Une France » déstructurée », avec parfois des départements, parfois des métropoles, parfois des fédérations d’intercos, telle que l’envisage le gouvernement, est-elle envisageable au regard de la Constitution ?
L’adaptation au territoire, la différenciation en fonction des forces en présence et des spécificités est une bonne solution. Le droit constitutionnel n’interdit pas la différenciation territoriale. On pourrait donc trouver des métropoles sans département, d’autres départements avec des EPCI réunis et d’autres avec un conseil général classique.
La décision du Conseil constitutionnel du 23 janvier 2014 sur la loi Maptam le montre (1). Le juge s’est fondé sur les différences de situations au regard de l’objectif d’intérêt général poursuivi. Il a aussi admis la possibilité de déroger au principe d’égalité, mais toujours au regard d’un objectif d’intérêt général.
On peut donc considérer que la réalisation progressive de la réforme territoriale, visant à terme la disparition du département partout, constitue cet intérêt général, en plus de la nécessité de s’adapter aux différences de situations, notamment en présence de territoires « très métropolitains ».
N’y a-t-il pas cependant un risque de rupture d’identité institutionnelle ?
Oui, dans la mesure où le Conseil constitutionnel défend ce principe d’identité institutionnelle.
Ce principe joue entre collectivités d’une même catégorie : toutes les communes doivent être organisées de la même façon, comme les départements et les régions. Cela ressort de sa décision du 2 décembre 1982 (2).

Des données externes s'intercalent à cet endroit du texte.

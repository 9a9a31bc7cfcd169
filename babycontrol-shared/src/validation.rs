/// Field validators shared by request types.
///
/// Each function has the shape `validator` expects for
/// `#[validate(custom(function = "..."))]`, so request structs in the API
/// crate can reference them directly.

use chrono::NaiveTime;
use validator::ValidationError;

use crate::auth::password::validate_security_pin;

/// Slugs that would collide with application routes.
pub const RESERVED_SLUGS: &[&str] = &[
    "account", "accounts", "admin", "api", "app", "auth", "family", "family-select",
    "family-manager", "families", "health", "login", "logout", "setup", "settings",
    "static", "www",
];

pub const SLUG_MIN_LENGTH: usize = 3;
pub const SLUG_MAX_LENGTH: usize = 50;

fn error(code: &'static str, message: impl Into<String>) -> ValidationError {
    let message: String = message.into();
    let mut err = ValidationError::new(code);
    err.message = Some(message.into());
    err
}

/// Explains why `slug` is unusable, `None` when it is fine.
///
/// Uniqueness is a database concern and is checked separately.
pub fn slug_problem(slug: &str) -> Option<&'static str> {
    if slug.len() < SLUG_MIN_LENGTH {
        return Some("Slug must be at least 3 characters long");
    }
    if slug.len() > SLUG_MAX_LENGTH {
        return Some("Slug must be at most 50 characters long");
    }
    if !slug
        .chars()
        .all(|c| c.is_ascii_lowercase() || c.is_ascii_digit() || c == '-')
    {
        return Some("Slug may only contain lowercase letters, numbers and hyphens");
    }
    if slug.starts_with('-') || slug.ends_with('-') {
        return Some("Slug cannot start or end with a hyphen");
    }
    if RESERVED_SLUGS.contains(&slug) {
        return Some("This slug is reserved");
    }
    None
}

pub fn validate_slug(slug: &str) -> Result<(), ValidationError> {
    match slug_problem(slug) {
        Some(reason) => Err(error("slug", reason)),
        None => Ok(()),
    }
}

/// Caretaker login IDs are exactly two digits; "00" belongs to the family system login.
pub fn validate_login_id(login_id: &str) -> Result<(), ValidationError> {
    if login_id.len() != 2 || !login_id.chars().all(|c| c.is_ascii_digit()) {
        return Err(error("login_id_format", "Login ID must be exactly two digits"));
    }
    if login_id == "00" {
        return Err(error("login_id_reserved", "Login ID 00 is reserved"));
    }
    Ok(())
}

pub fn validate_pin(pin: &str) -> Result<(), ValidationError> {
    validate_security_pin(pin).map_err(|msg| error("security_pin", msg))
}

/// Parses an `HH:MM` duration or clock string into minutes.
pub fn parse_hh_mm(value: &str) -> Option<i64> {
    let (hours, minutes) = value.split_once(':')?;
    if hours.len() != 2 || minutes.len() != 2 {
        return None;
    }
    let hours: i64 = hours.parse().ok()?;
    let minutes: i64 = minutes.parse().ok()?;
    if !(0..24).contains(&hours) || !(0..60).contains(&minutes) {
        return None;
    }
    Some(hours * 60 + minutes)
}

pub fn validate_hh_mm(value: &str) -> Result<(), ValidationError> {
    if parse_hh_mm(value).is_some() && NaiveTime::parse_from_str(value, "%H:%M").is_ok() {
        Ok(())
    } else {
        Err(error("time_format", "Time must be in HH:MM format"))
    }
}

/// Unit abbreviations must come from the unit catalogue.
pub fn validate_unit_abbr(abbr: &str) -> Result<(), ValidationError> {
    if crate::units::find(abbr).is_some() {
        Ok(())
    } else {
        Err(error("unit", format!("Unknown unit '{}'", abbr)))
    }
}

#[cfg(test)]
mod tests {
    use super::*;

    #[test]
    fn test_slug_rules() {
        assert!(validate_slug("smith-family").is_ok());
        assert!(validate_slug("abc").is_ok());
        assert!(validate_slug("a1-b2").is_ok());

        assert!(validate_slug("ab").is_err());
        assert!(validate_slug(&"a".repeat(51)).is_err());
        assert!(validate_slug("Smith").is_err());
        assert!(validate_slug("smith_family").is_err());
        assert!(validate_slug("-smith").is_err());
        assert!(validate_slug("admin").is_err());
        assert!(validate_slug("login").is_err());
    }

    #[test]
    fn test_slug_problem_messages() {
        assert_eq!(slug_problem("setup"), Some("This slug is reserved"));
        assert_eq!(slug_problem("good-slug"), None);
    }

    #[test]
    fn test_login_id_rules() {
        assert!(validate_login_id("01").is_ok());
        assert!(validate_login_id("99").is_ok());

        let err = validate_login_id("00").unwrap_err();
        assert_eq!(err.code, "login_id_reserved");
        assert!(validate_login_id("1").is_err());
        assert!(validate_login_id("123").is_err());
        assert!(validate_login_id("a1").is_err());
    }

    #[test]
    fn test_pin_rules() {
        assert!(validate_pin("1234").is_ok());
        assert!(validate_pin("12").is_err());
        assert!(validate_pin("abcd").is_err());
    }

    #[test]
    fn test_hh_mm() {
        assert_eq!(parse_hh_mm("03:00"), Some(180));
        assert_eq!(parse_hh_mm("00:45"), Some(45));
        assert_eq!(parse_hh_mm("23:59"), Some(1439));
        assert_eq!(parse_hh_mm("3:00"), None);
        assert_eq!(parse_hh_mm("24:00"), None);
        assert_eq!(parse_hh_mm("02:60"), None);
        assert_eq!(parse_hh_mm("0300"), None);

        assert!(validate_hh_mm("02:30").is_ok());
        assert!(validate_hh_mm("2:30").is_err());
    }

    #[test]
    fn test_unit_abbr() {
        assert!(validate_unit_abbr("OZ").is_ok());
        assert!(validate_unit_abbr("ML").is_ok());
        assert!(validate_unit_abbr("FURLONG").is_err());
    }
}
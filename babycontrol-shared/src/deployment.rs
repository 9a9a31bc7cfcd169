/// Deployment mode.
///
/// A self-hosted install serves one household (or a handful) with no billing.
/// The SaaS install adds accounts, Stripe billing and the write gate, and
/// drops whole-database backup/restore.

use serde::{Deserialize, Serialize};
use std::fmt;
use std::str::FromStr;

#[derive(Debug, Clone, Copy, PartialEq, Eq, Default, Serialize, Deserialize)]
#[serde(rename_all = "lowercase")]
pub enum DeploymentMode {
    #[default]
    SelfHosted,
    Saas,
}

impl DeploymentMode {
    pub fn as_str(&self) -> &'static str {
        match self {
            DeploymentMode::SelfHosted => "selfhosted",
            DeploymentMode::Saas => "saas",
        }
    }

    pub fn is_saas(&self) -> bool {
        matches!(self, DeploymentMode::Saas)
    }

    /// Account and Stripe routes
    pub fn accounts_enabled(&self) -> bool {
        self.is_saas()
    }

    /// Backup download and restore upload
    pub fn backup_enabled(&self) -> bool {
        !self.is_saas()
    }
}

impl fmt::Display for DeploymentMode {
    fn fmt(&self, f: &mut fmt::Formatter<'_>) -> fmt::Result {
        f.write_str(self.as_str())
    }
}

#[derive(Debug, thiserror::Error)]
#[error("Unknown deployment mode '{0}', expected 'selfhosted' or 'saas'")]
pub struct UnknownDeploymentMode(pub String);

impl FromStr for DeploymentMode {
    type Err = UnknownDeploymentMode;

    fn from_str(s: &str) -> Result<Self, Self::Err> {
        match s.trim().to_ascii_lowercase().as_str() {
            "selfhosted" | "self-hosted" | "self_hosted" => Ok(DeploymentMode::SelfHosted),
            "saas" => Ok(DeploymentMode::Saas),
            other => Err(UnknownDeploymentMode(other.to_string())),
        }
    }
}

Le Conseil constitutionnel pourrait donc sanctionner une loi qui prévoirait, d’une part, des départements administrés par une fédération d’intercommunalités et, d’autre part, des départements administrés par un conseil général classique. Il y aurait là disparité institutionnelle au sein d’une même catégorie de collectivité.
Manuel Valls s’appuie sur le caractère transitoire d’une organisation…
Effectivement, le premier ministre constate que dans certains départements, l’intercommunalité est trop faible, en l’état, pour remplacer le département. Il laisserait en conséquence subsister le département pour permettre aux intercommunalités de se renforcer, en augmentant les seuils de population. Une fois renforcées, le passage au modèle des départements gérés par un conseil formé par une fédération d’intercommunalités serait possible.
A condition que le caractère transitoire soit effectivement inscrit dans la loi, le Conseil constitutionnel pourrait peut-être valider cette différence entre un département avec un conseil propre et un autre avec un conseil formé par les élus communautaires.
Même si cela demande confirmation constitutionnelle, on pourrait donc avoir temporairement des départements gérés par une fédération d’intercos et d’autres par un conseil général. Si c’est le projet, car on peut aussi avoir une fédération d’intercos sans département.
Peut-on supprimer le département sur certaines zones seulement ?
Ce serait possible sans révision constitutionnelle dans les zones avec une intercommunalité solide. Mais il faudrait créer une nouvelle catégorie de collectivité territoriale, administrée par une fédération d’intercos, qui pourrait être dénommée « collectivité départementale », en se fondant sur l’article 72 de la Constitution qui dispose que le législateur peut créer toute autre collectivité territoriale en lieu et place d’une seule ou plusieurs collectivités territoriales existantes.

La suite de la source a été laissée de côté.